NATHALIE CAMPION - Pièces Rassemblées

Vernissage Friday Oct 3 - 6pm
Exhibition till Nov 8 2025

In Nathalie Campion’s work, painting does not imitate skin: it becomes living matter. Each surface retains its folds, its scars, its visible seams, like a body telling its own stories.

The pictorial gesture oscillates between instinctive outburst and insistent reprise, like a suspended breath, a hand that insists, giving form to what might be described as a temporality held in suspense.

From these textured strata emerge presences: round heads, disproportionate eyes, vivid red mouths. Ambivalent figures, at once childlike and unsettling, wavering between tenderness and cruelty.
Red circles punctuate the flesh, functioning simultaneously as anatomical markers, stigmata, and sites of desire or pain. Around them, almost nothing: bare, monochrome grounds that draw the gaze back to the essential — the figure and the gesture, laid bare in their raw intensity.

At times, painting leaves its own imprint, as if the image sought to cast its ghostly double. The canvas becomes a matrix, the imprint another skin, strata of a body in perpetual metamorphosis.

The materiality of Campion’s practice is not confined to painting. It acquires an almost sculptural density: folds, marks, and textures transform the surface into a sensitive organism.
Fragile yet powerful, these works carry signs — scars, pulsations, heartbeats. Childlike faces meet the pain of bodies, awakening buried wounds, intimate or inherited.

The feminine and the sexual emerge here without evasion: nudity appears both as stigma and as affirmation, far from any smooth idealisation. Beauty seems to reside not in the intact, but in the persistence of the mark, in the inscription of lived experience.

Nothing here is fixed: everything holds within tension. Beauty and unease, softness and rawness, silence and cry coexist without ever canceling each other. It is in this ambiguity that the work strikes: it seduces as much as it unsettles.
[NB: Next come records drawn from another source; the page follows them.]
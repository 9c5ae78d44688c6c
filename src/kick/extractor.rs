//! Kick sample extraction.
//!
//! Cuts a fixed-length clip around the selected candidate, isolates the
//! kick band and writes a PCM one-shot. Unlike the analysis side, this is
//! the one place that fails loudly: an unusable artifact must never be
//! reported as success.

use std::path::Path;
use std::sync::Arc;
use thiserror::Error;
use tracing::{debug, warn};

use crate::analysis::models::KickCandidate;
use crate::probe::{BandFilter, ClipRenderer, ClipSpec, MediaInspector, ProbeError};

/// Clip geometry: 0.8 s starting 20 ms before the hit.
const PRE_ROLL_SECS: f64 = 0.02;
const CLIP_DURATION_SECS: f64 = 0.8;
/// Kick band isolation.
const KICK_BAND: BandFilter = BandFilter::new(20, 250);
const GAIN: f64 = 1.8;
const FADE_IN_SECS: f64 = 0.005;
const FADE_OUT_SECS: f64 = 0.08;
const OUTPUT_SAMPLE_RATE: u32 = 44_100;
const OUTPUT_CHANNELS: u32 = 2;

/// Validation floor for the written sample.
const MIN_OUTPUT_BYTES: u64 = 50 * 1024;
const MIN_OUTPUT_DURATION_SECS: f64 = 0.1;

/// Errors from kick extraction. All of them mean the artifact is not
/// usable; none are retried here.
#[derive(Debug, Error)]
pub enum ExtractError {
    #[error("clip rendering failed: {0}")]
    Render(#[source] ProbeError),

    #[error("extracted sample failed validation: {0}")]
    InvalidOutput(String),

    #[error("IO error: {0}")]
    Io(#[from] std::io::Error),
}

/// Cuts, filters and validates one kick sample.
pub struct KickExtractor {
    renderer: Arc<dyn ClipRenderer>,
    inspector: Arc<dyn MediaInspector>,
}

impl KickExtractor {
    pub fn new(renderer: Arc<dyn ClipRenderer>, inspector: Arc<dyn MediaInspector>) -> Self {
        Self {
            renderer,
            inspector,
        }
    }

    /// Render the clip for `candidate` into `output` and verify the
    /// result is playable audio.
    pub async fn extract(
        &self,
        input: &Path,
        candidate: &KickCandidate,
        output: &Path,
    ) -> Result<(), ExtractError> {
        let spec = ClipSpec {
            start_secs: (candidate.time_secs - PRE_ROLL_SECS).max(0.0),
            duration_secs: CLIP_DURATION_SECS,
            band: Some(KICK_BAND),
            gain: GAIN,
            fade_in_secs: FADE_IN_SECS,
            fade_out_secs: FADE_OUT_SECS,
            sample_rate: OUTPUT_SAMPLE_RATE,
            channels: OUTPUT_CHANNELS,
        };

        self.renderer
            .render(input, &spec, output)
            .await
            .map_err(ExtractError::Render)?;

        self.validate(output).await.inspect_err(|e| {
            warn!(output = %output.display(), error = %e, "extracted sample rejected");
        })?;

        debug!(
            time_secs = candidate.time_secs,
            output = %output.display(),
            "kick sample written"
        );
        Ok(())
    }

    /// Re-probe the written file: it must look like audio, decode with a
    /// positive bitrate and carry more than a sliver of sound.
    async fn validate(&self, output: &Path) -> Result<(), ExtractError> {
        let bytes = tokio::fs::read(output).await?;

        if (bytes.len() as u64) < MIN_OUTPUT_BYTES {
            return Err(ExtractError::InvalidOutput(format!(
                "file too small: {} bytes (minimum {})",
                bytes.len(),
                MIN_OUTPUT_BYTES
            )));
        }

        match infer::get(&bytes) {
            Some(kind) if kind.matcher_type() == infer::MatcherType::Audio => {}
            Some(kind) => {
                return Err(ExtractError::InvalidOutput(format!(
                    "unexpected file type: {}",
                    kind.mime_type()
                )));
            }
            None => {
                return Err(ExtractError::InvalidOutput(
                    "unrecognized file content".to_string(),
                ));
            }
        }

        let info = self
            .inspector
            .inspect(output)
            .await
            .map_err(|e| ExtractError::InvalidOutput(format!("not decodable as audio: {}", e)))?;

        if info.duration_secs <= MIN_OUTPUT_DURATION_SECS {
            return Err(ExtractError::InvalidOutput(format!(
                "duration too short: {:.3}s",
                info.duration_secs
            )));
        }
        if info.bitrate_kbps.unwrap_or(0) == 0 {
            return Err(ExtractError::InvalidOutput("no bitrate reported".to_string()));
        }
        Ok(())
    }
}

#[cfg(test)]
mod tests {
    use super::*;
    use crate::probe::MediaInfo;
    use async_trait::async_trait;
    use std::sync::Mutex;

    /// Renderer stub that writes a canned buffer.
    struct CannedRenderer {
        payload: Vec<u8>,
        last_spec: Mutex<Option<ClipSpec>>,
    }

    #[async_trait]
    impl ClipRenderer for CannedRenderer {
        async fn render(
            &self,
            _input: &Path,
            spec: &ClipSpec,
            output: &Path,
        ) -> Result<(), ProbeError> {
            *self.last_spec.lock().unwrap() = Some(spec.clone());
            tokio::fs::write(output, &self.payload).await?;
            Ok(())
        }
    }

    struct CannedInspector {
        info: MediaInfo,
    }

    #[async_trait]
    impl MediaInspector for CannedInspector {
        async fn inspect(&self, _path: &Path) -> Result<MediaInfo, ProbeError> {
            Ok(self.info.clone())
        }
    }

    fn wav_payload(total_len: usize) -> Vec<u8> {
        // Minimal RIFF/WAVE header followed by zero samples, enough for
        // the magic-byte sniff to call it audio.
        let mut bytes = Vec::with_capacity(total_len);
        bytes.extend_from_slice(b"RIFF");
        bytes.extend_from_slice(&((total_len - 8) as u32).to_le_bytes());
        bytes.extend_from_slice(b"WAVE");
        bytes.extend_from_slice(b"fmt ");
        bytes.extend_from_slice(&16u32.to_le_bytes());
        bytes.extend_from_slice(&[0u8; 16]);
        bytes.extend_from_slice(b"data");
        bytes.extend_from_slice(&((total_len - 44) as u32).to_le_bytes());
        bytes.resize(total_len, 0);
        bytes
    }

    fn valid_info() -> MediaInfo {
        MediaInfo {
            duration_secs: 0.8,
            sample_rate: Some(44_100),
            bitrate_kbps: Some(1411),
            channels: Some(2),
            format: "wav".to_string(),
            codec: "pcm_s16le".to_string(),
        }
    }

    fn candidate_at(time_secs: f64) -> KickCandidate {
        KickCandidate {
            time_secs,
            amplitude: 0.8,
            before_amplitude: 0.1,
            attack_speed_db: 12.0,
            quality: 80.0,
        }
    }

    #[tokio::test]
    async fn valid_clip_passes_end_to_end() {
        let dir = tempfile::tempdir().unwrap();
        let output = dir.path().join("kick.wav");
        let renderer = Arc::new(CannedRenderer {
            payload: wav_payload(141_120),
            last_spec: Mutex::new(None),
        });
        let extractor = KickExtractor::new(
            renderer.clone(),
            Arc::new(CannedInspector { info: valid_info() }),
        );

        extractor
            .extract(Path::new("/track.mp3"), &candidate_at(5.0), &output)
            .await
            .unwrap();

        let spec = renderer.last_spec.lock().unwrap().clone().unwrap();
        assert!((spec.start_secs - 4.98).abs() < 1e-9);
        assert_eq!(spec.duration_secs, 0.8);
        assert_eq!(spec.band, Some(BandFilter::new(20, 250)));
        assert_eq!(spec.gain, 1.8);
    }

    #[tokio::test]
    async fn start_is_floored_at_zero_for_early_hits() {
        let dir = tempfile::tempdir().unwrap();
        let output = dir.path().join("kick.wav");
        let renderer = Arc::new(CannedRenderer {
            payload: wav_payload(141_120),
            last_spec: Mutex::new(None),
        });
        let extractor = KickExtractor::new(
            renderer.clone(),
            Arc::new(CannedInspector { info: valid_info() }),
        );

        extractor
            .extract(Path::new("/track.mp3"), &candidate_at(0.005), &output)
            .await
            .unwrap();
        let spec = renderer.last_spec.lock().unwrap().clone().unwrap();
        assert_eq!(spec.start_secs, 0.0);
    }

    #[tokio::test]
    async fn undersized_output_is_a_hard_failure() {
        let dir = tempfile::tempdir().unwrap();
        let output = dir.path().join("kick.wav");
        let extractor = KickExtractor::new(
            Arc::new(CannedRenderer {
                payload: wav_payload(1024),
                last_spec: Mutex::new(None),
            }),
            Arc::new(CannedInspector { info: valid_info() }),
        );

        let err = extractor
            .extract(Path::new("/track.mp3"), &candidate_at(5.0), &output)
            .await
            .unwrap_err();
        assert!(matches!(err, ExtractError::InvalidOutput(_)));
    }

    #[tokio::test]
    async fn non_audio_payload_is_rejected() {
        let dir = tempfile::tempdir().unwrap();
        let output = dir.path().join("kick.wav");
        let extractor = KickExtractor::new(
            Arc::new(CannedRenderer {
                payload: vec![0u8; 120_000],
                last_spec: Mutex::new(None),
            }),
            Arc::new(CannedInspector { info: valid_info() }),
        );

        let err = extractor
            .extract(Path::new("/track.mp3"), &candidate_at(5.0), &output)
            .await
            .unwrap_err();
        assert!(matches!(err, ExtractError::InvalidOutput(_)));
    }

    #[tokio::test]
    async fn zero_duration_output_is_rejected() {
        let dir = tempfile::tempdir().unwrap();
        let output = dir.path().join("kick.wav");
        let mut info = valid_info();
        info.duration_secs = 0.0;
        let extractor = KickExtractor::new(
            Arc::new(CannedRenderer {
                payload: wav_payload(141_120),
                last_spec: Mutex::new(None),
            }),
            Arc::new(CannedInspector { info }),
        );

        let err = extractor
            .extract(Path::new("/track.mp3"), &candidate_at(5.0), &output)
            .await
            .unwrap_err();
        assert!(matches!(err, ExtractError::InvalidOutput(_)));
    }
}
//! Audio analysis module
//!
//! Turns a raw audio file into band energy estimates, loudness
//! statistics, detected musical elements, a temporal arrangement and a
//! structure estimate, all through the injected probe capabilities.

pub mod arrangement;
pub mod elements;
pub mod frequency;
pub mod loudness;
pub mod models;
pub mod service;
pub mod structure;

pub use arrangement::{find_segments, sample_points, TemporalArranger, TracePoint, TraceSegment};
pub use frequency::{db_to_energy, FrequencyProfiler};
pub use loudness::LoudnessProfiler;
pub use models::*;
pub use service::{AnalysisError, AnalysisService};
//! Time-domain transient scanning.
//!
//! Walks the first part of a track in fine, overlapping windows and keeps
//! every window whose peak clears the noise floor. De-duplication is the
//! selector's job; the scanner reports raw hits in chronological order.

use std::path::Path;
use std::sync::Arc;
use tracing::debug;

use crate::probe::{LevelProbe, LevelReading};

/// Kicks are most isolated early in electronic tracks; scanning stops here.
const SCAN_LIMIT_SECS: f64 = 60.0;
/// Step between window starts.
const STEP_SECS: f64 = 0.05;
/// Measurement window length (overlapping with neighbors).
const WINDOW_SECS: f64 = 0.1;
/// Windows quieter than this are noise, not transients.
const NOISE_FLOOR_DB: f64 = -40.0;

/// One surviving scan window.
#[derive(Debug, Clone, Copy, PartialEq)]
pub struct TransientPeak {
    /// Window start within the track, seconds.
    pub time_secs: f64,
    /// Linear peak amplitude, 0-1.
    pub amplitude: f64,
}

/// Convert a peak decibel reading to linear amplitude, clamped to [0, 1].
pub fn db_to_amplitude(db: f64) -> f64 {
    10f64.powf(db / 20.0).clamp(0.0, 1.0)
}

/// Scans the early track for amplitude peaks.
pub struct TransientScanner {
    probe: Arc<dyn LevelProbe>,
}

impl TransientScanner {
    pub fn new(probe: Arc<dyn LevelProbe>) -> Self {
        Self { probe }
    }

    /// Scan `min(60s, duration)` of the track. A window whose probe fails
    /// or stays below the noise floor is dropped; everything else becomes
    /// a peak, in chronological order.
    pub async fn scan(&self, path: &Path, duration_secs: f64) -> Vec<TransientPeak> {
        let scan_end = duration_secs.min(SCAN_LIMIT_SECS);
        let mut peaks = Vec::new();

        let mut index = 0u32;
        loop {
            let time_secs = f64::from(index) * STEP_SECS;
            if time_secs >= scan_end {
                break;
            }
            index += 1;

            let readings = match self.probe.measure(path, time_secs, WINDOW_SECS, None).await {
                Ok(readings) => readings,
                Err(_) => continue,
            };
            let Some(peak_db) = LevelReading::merge(&readings).peak_db else {
                continue;
            };
            if peak_db < NOISE_FLOOR_DB {
                continue;
            }
            peaks.push(TransientPeak {
                time_secs,
                amplitude: db_to_amplitude(peak_db),
            });
        }

        debug!(
            scan_end,
            windows = index,
            peaks = peaks.len(),
            "transient scan complete"
        );
        peaks
    }
}
//! Data models for audio analysis.
//!
//! Defines frequency/loudness profiles, detected elements, temporal
//! segments and the aggregate analysis report.

use chrono::{DateTime, Utc};
use serde::{Deserialize, Serialize};

/// Per-band frequency energy estimates on a 0-255 scale.
///
/// Band edges, in Hz: sub_bass 20-60, bass 60-250, low_mid 250-500,
/// mid 500-2000, high_mid 2000-4000, high 4000-20000.
#[derive(Debug, Clone, Copy, PartialEq, Eq, Serialize, Deserialize)]
pub struct FrequencyProfile {
    pub sub_bass: u8,
    pub bass: u8,
    pub low_mid: u8,
    pub mid: u8,
    pub high_mid: u8,
    pub high: u8,
}

impl FrequencyProfile {
    /// Mean of all six band energies, useful as an overall-energy figure.
    pub fn overall(&self) -> f64 {
        (self.sub_bass as f64
            + self.bass as f64
            + self.low_mid as f64
            + self.mid as f64
            + self.high_mid as f64
            + self.high as f64)
            / 6.0
    }
}

/// Loudness statistics for a whole file.
#[derive(Debug, Clone, Copy, PartialEq, Serialize, Deserialize)]
pub struct LoudnessProfile {
    /// Highest peak level across stats blocks, dBFS.
    pub peak_db: f64,
    /// Mean RMS level across stats blocks, dBFS.
    pub rms_db: f64,
    /// Integrated loudness, LUFS. Estimated from RMS when the dedicated
    /// measurement pass fails.
    pub integrated_lufs: Option<f64>,
    /// True when `integrated_lufs` is an RMS-derived estimate rather than a
    /// measured figure.
    pub integrated_estimated: bool,
}

/// Drum elements detected in a track.
#[derive(Debug, Clone, Copy, Default, PartialEq, Eq, Serialize, Deserialize)]
pub struct DrumFlags {
    pub kick: bool,
    pub snare: bool,
    pub hihat: bool,
    pub cymbals: bool,
    pub percussion: bool,
}

/// Bass elements detected in a track.
#[derive(Debug, Clone, Copy, Default, PartialEq, Eq, Serialize, Deserialize)]
pub struct BassFlags {
    pub sub_bass: bool,
    pub mid_bass: bool,
    pub bassline: bool,
}

/// Musical elements detected from a frequency profile.
#[derive(Debug, Clone, Default, PartialEq, Serialize, Deserialize)]
pub struct DetectedElements {
    pub synths: Vec<String>,
    pub instruments: Vec<String>,
    pub drums: DrumFlags,
    pub bass: BassFlags,
}

impl DetectedElements {
    pub fn is_empty(&self) -> bool {
        self.synths.is_empty()
            && self.instruments.is_empty()
            && self.drums == DrumFlags::default()
            && self.bass == BassFlags::default()
    }
}

/// Category of a detected element, used to key temporal segments.
#[derive(Debug, Clone, Copy, PartialEq, Eq, Hash, Serialize, Deserialize)]
#[serde(rename_all = "snake_case")]
pub enum ElementCategory {
    Synth,
    Instrument,
    Drum,
    Bass,
}

impl ElementCategory {
    pub fn as_str(&self) -> &'static str {
        match self {
            ElementCategory::Synth => "synth",
            ElementCategory::Instrument => "instrument",
            ElementCategory::Drum => "drum",
            ElementCategory::Bass => "bass",
        }
    }
}

/// A contiguous time range during which an element's energy trace stays
/// above threshold.
#[derive(Debug, Clone, PartialEq, Serialize, Deserialize)]
pub struct TemporalSegment {
    pub category: ElementCategory,
    pub element: String,
    pub start_secs: f64,
    pub end_secs: f64,
    /// 0-100, derived from the mean energy inside the segment.
    pub confidence: u8,
}

/// Coarse structure estimate for an electronic track.
#[derive(Debug, Clone, Copy, Default, PartialEq, Serialize, Deserialize)]
pub struct TrackStructure {
    pub intro_secs: f64,
    pub drop_secs: f64,
    pub breakdown_secs: f64,
    pub outro_secs: f64,
}

/// One point of the overall energy curve (0-100 scale).
#[derive(Debug, Clone, Copy, PartialEq, Serialize, Deserialize)]
pub struct EnergyPoint {
    pub time_secs: f64,
    pub energy: u8,
}

/// The externally visible analysis artifact. Recomputed on every request,
/// never persisted.
#[derive(Debug, Clone, PartialEq, Serialize, Deserialize)]
pub struct AudioAnalysisReport {
    pub filename: String,
    pub duration_secs: f64,
    pub sample_rate: Option<u32>,
    pub bitrate_kbps: Option<u32>,
    pub channels: Option<u32>,
    pub format: String,
    pub codec: String,
    pub frequency_profile: FrequencyProfile,
    pub loudness: LoudnessProfile,
    pub structure: TrackStructure,
    pub elements: DetectedElements,
    #[serde(default, skip_serializing_if = "Vec::is_empty")]
    pub arrangement: Vec<TemporalSegment>,
    #[serde(default, skip_serializing_if = "Vec::is_empty")]
    pub energy_curve: Vec<EnergyPoint>,
    pub analyzed_at: DateTime<Utc>,
}

/// A percussive hit candidate found by the transient scanner.
///
/// Transient: only the winning candidate survives selection, as the input
/// to extraction.
#[derive(Debug, Clone, Copy, PartialEq)]
pub struct KickCandidate {
    /// Position in the track, seconds.
    pub time_secs: f64,
    /// Linear peak amplitude, 0-1.
    pub amplitude: f64,
    /// Mean linear amplitude of the surrounding windows, 0-1.
    pub before_amplitude: f64,
    /// Attack steepness in dB, floored at zero.
    pub attack_speed_db: f64,
    /// Composite quality score.
    pub quality: f64,
}

/// Descriptor of an extracted kick sample, returned alongside the written
/// file.
#[derive(Debug, Clone, PartialEq, Serialize, Deserialize)]
pub struct KickExtraction {
    pub time_secs: f64,
    pub quality: f64,
    pub isolation: f64,
    pub amplitude: f64,
    pub output_filename: String,
}

#[cfg(test)]
mod tests {
    use super::*;

    #[test]
    fn overall_energy_is_band_mean() {
        let profile = FrequencyProfile {
            sub_bass: 60,
            bass: 60,
            low_mid: 60,
            mid: 60,
            high_mid: 60,
            high: 60,
        };
        assert!((profile.overall() - 60.0).abs() < f64::EPSILON);
    }

    #[test]
    fn detected_elements_default_is_empty() {
        assert!(DetectedElements::default().is_empty());

        let with_synth = DetectedElements {
            synths: vec!["Synth".to_string()],
            ..Default::default()
        };
        assert!(!with_synth.is_empty());
    }

    #[test]
    fn report_serializes_without_empty_arrangement() {
        let report = AudioAnalysisReport {
            filename: "track.mp3".to_string(),
            duration_secs: 180.0,
            sample_rate: Some(44100),
            bitrate_kbps: Some(320),
            channels: Some(2),
            format: "mp3".to_string(),
            codec: "mp3".to_string(),
            frequency_profile: FrequencyProfile {
                sub_bass: 80,
                bass: 90,
                low_mid: 70,
                mid: 75,
                high_mid: 65,
                high: 60,
            },
            loudness: LoudnessProfile {
                peak_db: -2.0,
                rms_db: -11.0,
                integrated_lufs: Some(-11.5),
                integrated_estimated: true,
            },
            structure: TrackStructure::default(),
            elements: DetectedElements::default(),
            arrangement: vec![],
            energy_curve: vec![],
            analyzed_at: Utc::now(),
        };
        let json = serde_json::to_string(&report).unwrap();
        assert!(!json.contains("arrangement"));
        assert!(json.contains("\"frequency_profile\""));
    }
}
Presented at Saint-Martin Bookshop, these figures appear as fragments of an inner narrative, works that speak the language of trace, suture, and incompletion. Yet here, the unfinished is not lack: it is potential, a promise of reinvention and an affirmation of the visible.

 

Nathalie Campion (b. 1964, Belgium) is a self-taught visual artist whose practice unfolds between ceramic sculpture and painting. Known for her distinctive exploration of matter, she combines fragility and strength to tell the story of the interdependence between humanity and nature.
A member of BeCraft, she has gained international recognition, including selections for the Keramik Museum Westerwald Ceramic Prize (Germany) and the Aveiro International Ceramics Biennale (Portugal). Her works are part of major collections, including the Jose Noé Suro Collection and the Keramik Museum Westerwald (2024/25).She has been awarded numerous artist residencies, including at Atelier Pierre Culot in Belgium (2018–2022), the Institut Français – Athens School of Fine Arts in Greece (2021), Cerámica Suro in Mexico (2022), Le Charbonnage in Belgium (2023), as well as a cross-residency with South African artist Belinda Blignaut.
Her solo exhibitions include OV17 (2019), The Solo Project at Atelier Jespers (2022), I’ve Lost My Head at JF Kugel Gallery (2022), and Autofiction: dans la peau de l’écorce at La Chapelle de Boondael with Lee Bauwens Gallery (2023). In 2026, she will present a new solo exhibition at the Huefinghen Museum in Germany.She has also taken part in numerous international group exhibitions, including at the Luxelakes A4 Art Museum (China, 2020), Spazio Nobile (Belgium, 2021), MAD Gallery (Poland, 2022), and First GDL (Mexico, 2024). Her participation in major art fairs such as Art Brussels, the Collectible Design Fair, and Ceramic Brussels  has further established her reputation, combining material mastery with conceptual depth.
Her training has been shaped by both formal and informal experiences across Europe: at the Atelier Pierre Libre in Paris (2016–2017), the Saint-Gilles Academy in Brussels (2022), and through collaborations with renowned ceramicists such as P. Duguet and A. Coissieux in France. Before fully committing to art, she worked as an assistant to florist Thierry Boutemy (2010–2018) and was also involved in urban agriculture projects in Paris.
Drawing on transgenerational memory, nature, and embodied experience, Campion continues to develop a poetic and sensitive practice where vulnerability, resilience, and the tension between isolation and connection intertwine into an organic language at the heart of her work.
The exhibition Pièces Rassemblées is organized in collaboration with Spax Projects.